Irgendwann höre ich die Eingangstür ins Schloss fallen und kurz darauf mehrere Stimmen. Da ich nicht glaube, dass es sich um etwas Wichtiges handelt, höre ich nicht genau hin und esse weiter. Doch als die Stimmen lauter werden, halte ich inne und versuche zu lauschen. "Nur ein Besuch", höre ich jemanden sagen. Besuch? Um diese Uhrzeit schon? "Die Kutsche steht bereit." Diesmal eine andere Stimme. Dann die aufgebrachte Stimme meiner Tante. Ich verdrehe die Augen, stehe auf und gehe in die Eingangshalle.
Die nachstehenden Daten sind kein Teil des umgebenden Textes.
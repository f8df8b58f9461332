//! Exercise generation and submission review
//!
//! Stateless per-call: each generation or review is a single exchange, so
//! no conversation history is kept here.

use crate::contract::{ExerciseContract, ReviewContract};
use crate::conversation::ConversationHistory;
use crate::llm::{LlmClient, LlmError};
use crate::parse::{parse_exercise, parse_submission_review, ParsedExercise, ParsedReview};
use crate::prompt;

pub struct ExerciseGenerator<C> {
    client: C,
    contract: ExerciseContract,
    review_contract: ReviewContract,
}

impl<C: LlmClient> ExerciseGenerator<C> {
    pub fn new(client: C) -> Self {
        Self {
            client,
            contract: ExerciseContract::default(),
            review_contract: ReviewContract::default(),
        }
    }

    /// Generate an exercise. Returns the parsed exercise together with any
    /// contract violations; the caller decides whether to accept it.
    pub fn generate(
        &self,
        topic: &str,
        language: &str,
        exercise_type: &str,
        difficulty: &str,
        experience_level: &str,
    ) -> Result<(ParsedExercise, Vec<String>), LlmError> {
        let prompt =
            prompt::generate_exercise(topic, language, exercise_type, difficulty, experience_level);
        let response = self
            .client
            .generate(&prompt, &ConversationHistory::new())?;

        let parsed = parse_exercise(&response);
        let violations = self.contract.validate(&parsed);
        if !violations.is_empty() {
            tracing::warn!(count = violations.len(), "generated exercise out of bounds");
        }
        Ok((parsed, violations))
    }

    /// Review a submitted solution.
    pub fn review_submission(
        &self,
        topic: &str,
        exercise_type: &str,
        learning_objectives: &[String],
        submitted_code: &str,
        language: &str,
        experience_level: &str,
    ) -> Result<ParsedReview, LlmError> {
        let prompt = prompt::review_submission(
            topic,
            exercise_type,
            learning_objectives,
            submitted_code,
            language,
            experience_level,
        );
        let response = self
            .client
            .generate(&prompt, &ConversationHistory::new())?;

        let parsed = parse_submission_review(&response);
        for violation in self.review_contract.validate(&parsed) {
            tracing::warn!(%violation, "submission review out of bounds");
        }
        Ok(parsed)
    }
}

#[cfg(test)]
mod tests {
    use super::*;
    use crate::llm::FakeLlmClient;

    const EXERCISE_RESPONSE: &str = "\
## Instructions
Implement a function that merges two sorted slices into one sorted vector without sorting again.

## Learning Objectives
- Understand the two-pointer technique
- Reason about loop invariants

## Starter Code
```rust
fn merge(a: &[i32], b: &[i32]) -> Vec<i32> {
    todo!()
}
```

## Test Code
```rust
assert_eq!(merge(&[1, 3], &[2]), vec![1, 2, 3]);
```

## Hints
1. Keep one index per input slice
2. Compare the heads and push the smaller
3. Drain whichever slice remains at the end

## Solution Explanation
Walk both slices with two indices, always appending the smaller head.
";

    #[test]
    fn test_generate_parses_all_sections() {
        let generator = ExerciseGenerator::new(FakeLlmClient::always(EXERCISE_RESPONSE));
        let (exercise, violations) = generator
            .generate("merging", "Rust", "implementation", "intermediate", "intermediate")
            .unwrap();

        assert!(violations.is_empty(), "{violations:?}");
        assert!(exercise.instructions.starts_with("Implement a function"));
        assert_eq!(exercise.learning_objectives.len(), 2);
        assert!(exercise.starter_code.contains("fn merge"));
        assert!(exercise.test_code.contains("assert_eq!"));
        assert_eq!(exercise.hints.len(), 3);
        assert!(exercise.solution_explanation.starts_with("Walk both slices"));
    }

    #[test]
    fn test_generate_reports_violations_for_thin_response() {
        let generator = ExerciseGenerator::new(FakeLlmClient::always("## Hints\n1. just try harder\n"));
        let (_, violations) = generator
            .generate("x", "Rust", "implementation", "beginner", "beginner")
            .unwrap();
        assert!(violations.iter().any(|v| v.contains("Missing starter code")));
        assert!(violations.iter().any(|v| v.contains("Instructions too short")));
    }

    #[test]
    fn test_review_extracts_assessment() {
        let generator = ExerciseGenerator::new(FakeLlmClient::always(
            "## Correctness\nAll cases pass.\n## Overall Assessment\nGOOD\nSolid work.\n",
        ));
        let review = generator
            .review_submission("merging", "implementation", &[], "fn merge() {}", "Rust", "beginner")
            .unwrap();
        assert_eq!(review.assessment, "GOOD");
        assert!(review.feedback.contains("All cases pass."));
    }
}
Es stellt sich heraus, dass Courfeyrac unser Besuch ist und meine Tante eine der Putzfrauen ausschimpft, weil sie ihn rein gelassen hat. "Wozu der ganze Aufstand?", frage ich sie. Überrascht sehen sie mich an. "Dieser junge Mann, dein Verlobter, will in die Stadt fahren und offensichtlich steht eine Kutsche bereit, die euch dorthin fahren soll", sagt meine Tante bemüht ruhig. Ich lächele und erwidere: "Wenn er meine Gesellschaft sucht, werde ich mich jetzt fertig machen. Schließlich ist es unhöflich eine solche Einladung abzulehnen. Das hast du doch immer gesagt?"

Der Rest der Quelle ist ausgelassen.